INPUT MATERIAL section start

// ABOUTME: Health check and service banner routes
// ABOUTME: Reports database reachability alongside overall status
//
// Licensed under either of Apache License, Version 2.0 or MIT License at your option.

//! Health routes

use crate::server::ServerResources;
use axum::{
    extract::State,
    http::StatusCode,
    response::{IntoResponse, Response},
    routing::get,
    Json, Router,
};
use chrono::Utc;
use serde_json::json;
use std::sync::Arc;

/// Health routes handler
pub struct HealthRoutes;

impl HealthRoutes {
    /// Create health and banner routes
    pub fn routes(resources: Arc<ServerResources>) -> Router {
        Router::new()
            .route("/", get(Self::handle_banner))
            .route("/health", get(Self::handle_health))
            .with_state(resources)
    }

    /// Handle GET / - service banner with an endpoint index
    async fn handle_banner(State(resources): State<Arc<ServerResources>>) -> Response {
        (
            StatusCode::OK,
            Json(json!({
                "message": "Welcome to Portfolio Backend API",
                "status": "Server is running",
                "environment": resources.config.environment.to_string(),
                "timestamp": Utc::now().to_rfc3339(),
                "endpoints": {
                    "health": "/health",
                    "adminLogin": "/api/v1/admin/login",
                    "adminRegister": "/api/v1/admin/register",
                    "userRegister": "/api/v1/user/register",
                    "projects": "/api/v1/portfolio/projects",
                    "contact": "/api/v1/portfolio/contact",
                },
            })),
        )
            .into_response()
    }

    /// Handle GET /health
    async fn handle_health(State(resources): State<Arc<ServerResources>>) -> Response {
        let database_up = resources.database.ping().await;

        let status = if database_up {
            StatusCode::OK
        } else {
            StatusCode::SERVICE_UNAVAILABLE
        };

        (
            status,
            Json(json!({
                "status": if database_up { "OK" } else { "Degraded" },
                "message": "Server is healthy",
                "database": if database_up { "Connected" } else { "Disconnected" },
                "timestamp": Utc::now().to_rfc3339(),
            })),
        )
            .into_response()
    }
}
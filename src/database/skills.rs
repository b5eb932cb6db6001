// ABOUTME: Skill collection database operations
// ABOUTME: CRUD plus filtered listing ordered by sort order and proficiency
//
// Licensed under either of Apache License, Version 2.0 or MIT License at your option.

use super::Database;
use crate::models::{Skill, SkillCategory, SkillStatus};
use anyhow::Result;
use sqlx::Row;
use uuid::Uuid;

/// Listing filter for skills
#[derive(Debug, Clone, Default)]
pub struct SkillFilter {
    pub category: Option<SkillCategory>,
    pub status: Option<SkillStatus>,
    pub featured: Option<bool>,
}

/// Partial skill update; `None` fields are left untouched
#[derive(Debug, Clone, Default)]
pub struct SkillUpdate {
    pub name: Option<String>,
    pub category: Option<SkillCategory>,
    pub proficiency: Option<u8>,
    pub years_of_experience: Option<f64>,
    pub description: Option<String>,
    pub icon: Option<String>,
    pub color: Option<String>,
    pub featured: Option<bool>,
    pub status: Option<SkillStatus>,
    pub sort_order: Option<i64>,
}

impl Database {
    /// Create skills table and indexes
    pub(super) async fn migrate_skills(&self) -> Result<()> {
        sqlx::query(
            r"
            CREATE TABLE IF NOT EXISTS skills (
                id TEXT PRIMARY KEY,
                name TEXT UNIQUE NOT NULL,
                category TEXT NOT NULL,
                proficiency INTEGER NOT NULL CHECK (proficiency BETWEEN 0 AND 100),
                years_of_experience REAL,
                description TEXT,
                icon TEXT,
                color TEXT NOT NULL DEFAULT '#3b82f6',
                featured BOOLEAN NOT NULL DEFAULT 0,
                status TEXT NOT NULL DEFAULT 'active' CHECK (status IN ('active', 'learning', 'inactive')),
                certifications TEXT NOT NULL DEFAULT '[]',
                sort_order INTEGER NOT NULL DEFAULT 0,
                created_by TEXT NOT NULL REFERENCES admins(id),
                created_at DATETIME DEFAULT CURRENT_TIMESTAMP,
                updated_at DATETIME DEFAULT CURRENT_TIMESTAMP
            )
            ",
        )
        .execute(&self.pool)
        .await?;

        sqlx::query("CREATE INDEX IF NOT EXISTS idx_skills_category ON skills(category)")
            .execute(&self.pool)
            .await?;
        sqlx::query("CREATE INDEX IF NOT EXISTS idx_skills_status ON skills(status)")
            .execute(&self.pool)
            .await?;

        Ok(())
    }

    /// Insert a new skill (name uniqueness enforced by the index)
    pub async fn create_skill(&self, skill: &Skill) -> Result<Uuid> {
        sqlx::query(
            r"
            INSERT INTO skills (
                id, name, category, proficiency, years_of_experience, description,
                icon, color, featured, status, certifications, sort_order,
                created_by, created_at, updated_at
            ) VALUES ($1, $2, $3, $4, $5, $6, $7, $8, $9, $10, $11, $12, $13, $14, $15)
            ",
        )
        .bind(skill.id.to_string())
        .bind(&skill.name)
        .bind(skill.category.as_str())
        .bind(i64::from(skill.proficiency))
        .bind(skill.years_of_experience)
        .bind(&skill.description)
        .bind(&skill.icon)
        .bind(&skill.color)
        .bind(skill.featured)
        .bind(skill.status.as_str())
        .bind(serde_json::to_string(&skill.certifications)?)
        .bind(skill.sort_order)
        .bind(skill.created_by.to_string())
        .bind(skill.created_at)
        .bind(skill.updated_at)
        .execute(&self.pool)
        .await?;

        Ok(skill.id)
    }

    /// Get a skill by id
    pub async fn get_skill(&self, id: Uuid) -> Result<Option<Skill>> {
        let row = sqlx::query("SELECT * FROM skills WHERE id = $1")
            .bind(id.to_string())
            .fetch_optional(&self.pool)
            .await?;

        row.as_ref().map(Self::row_to_skill).transpose()
    }

    /// Get a skill by its unique name
    pub async fn get_skill_by_name(&self, name: &str) -> Result<Option<Skill>> {
        let row = sqlx::query("SELECT * FROM skills WHERE name = $1")
            .bind(name)
            .fetch_optional(&self.pool)
            .await?;

        row.as_ref().map(Self::row_to_skill).transpose()
    }

    /// Apply a partial update; returns the updated skill when it exists
    pub async fn update_skill(&self, id: Uuid, update: &SkillUpdate) -> Result<Option<Skill>> {
        let Some(mut skill) = self.get_skill(id).await? else {
            return Ok(None);
        };

        if let Some(v) = &update.name {
            skill.name.clone_from(v);
        }
        if let Some(v) = update.category {
            skill.category = v;
        }
        if let Some(v) = update.proficiency {
            skill.proficiency = v.min(100);
        }
        if let Some(v) = update.years_of_experience {
            skill.years_of_experience = Some(v);
        }
        if let Some(v) = &update.description {
            skill.description = Some(v.clone());
        }
        if let Some(v) = &update.icon {
            skill.icon = Some(v.clone());
        }
        if let Some(v) = &update.color {
            skill.color.clone_from(v);
        }
        if let Some(v) = update.featured {
            skill.featured = v;
        }
        if let Some(v) = update.status {
            skill.status = v;
        }
        if let Some(v) = update.sort_order {
            skill.sort_order = v;
        }

        sqlx::query(
            r"
            UPDATE skills SET
                name = $2, category = $3, proficiency = $4, years_of_experience = $5,
                description = $6, icon = $7, color = $8, featured = $9, status = $10,
                sort_order = $11, updated_at = CURRENT_TIMESTAMP
            WHERE id = $1
            ",
        )
        .bind(id.to_string())
        .bind(&skill.name)
        .bind(skill.category.as_str())
        .bind(i64::from(skill.proficiency))
        .bind(skill.years_of_experience)
        .bind(&skill.description)
        .bind(&skill.icon)
        .bind(&skill.color)
        .bind(skill.featured)
        .bind(skill.status.as_str())
        .bind(skill.sort_order)
        .execute(&self.pool)
        .await?;

        self.get_skill(id).await
    }

    /// Delete a skill; returns whether a row was removed
    pub async fn delete_skill(&self, id: Uuid) -> Result<bool> {
        let result = sqlx::query("DELETE FROM skills WHERE id = $1")
            .bind(id.to_string())
            .execute(&self.pool)
            .await?;
        Ok(result.rows_affected() > 0)
    }

    /// List skills with filters, ordered by sort order then proficiency
    pub async fn list_skills(&self, filter: &SkillFilter) -> Result<Vec<Skill>> {
        let mut clauses: Vec<String> = Vec::new();
        let mut binds: Vec<String> = Vec::new();

        if let Some(category) = filter.category {
            clauses.push("category = $n".into());
            binds.push(category.as_str().to_owned());
        }
        if let Some(status) = filter.status {
            clauses.push("status = $n".into());
            binds.push(status.as_str().to_owned());
        }
        if let Some(featured) = filter.featured {
            clauses.push("featured = $n".into());
            binds.push(if featured { "1".into() } else { "0".into() });
        }

        let where_sql = Self::build_where(&clauses);
        let sql = format!(
            "SELECT * FROM skills {where_sql} ORDER BY sort_order ASC, proficiency DESC"
        );

        let mut query = sqlx::query(&sql);
        for bind in &binds {
            query = query.bind(bind);
        }
        let rows = query.fetch_all(&self.pool).await?;

        rows.iter().map(Self::row_to_skill).collect()
    }

    fn row_to_skill(row: &sqlx::sqlite::SqliteRow) -> Result<Skill> {
        let id: String = row.get("id");
        let category: String = row.get("category");
        let status: String = row.get("status");
        let certifications: String = row.get("certifications");
        let created_by: String = row.get("created_by");
        let proficiency: i64 = row.get("proficiency");

        Ok(Skill {
            id: Uuid::parse_str(&id)?,
            name: row.get("name"),
            category: category.parse()?,
            proficiency: u8::try_from(proficiency.clamp(0, 100)).unwrap_or(0),
            years_of_experience: row.get("years_of_experience"),
            description: row.get("description"),
            icon: row.get("icon"),
            color: row.get("color"),
            featured: row.get("featured"),
            status: status.parse()?,
            certifications: serde_json::from_str(&certifications)?,
            sort_order: row.get("sort_order"),
            created_by: Uuid::parse_str(&created_by)?,
            created_at: row.get("created_at"),
            updated_at: row.get("updated_at"),
        })
    }
}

INPUT MATERIAL section end

REQUIRED ACTION » Whenever the word "ServerResources" turns up in a line of the listing above, copy the line.

YOUR SOLUTION »
use crate::server::ServerResources;
    pub fn routes(resources: Arc<ServerResources>) -> Router {
    async fn handle_banner(State(resources): State<Arc<ServerResources>>) -> Response {
    async fn handle_health(State(resources): State<Arc<ServerResources>>) -> Response {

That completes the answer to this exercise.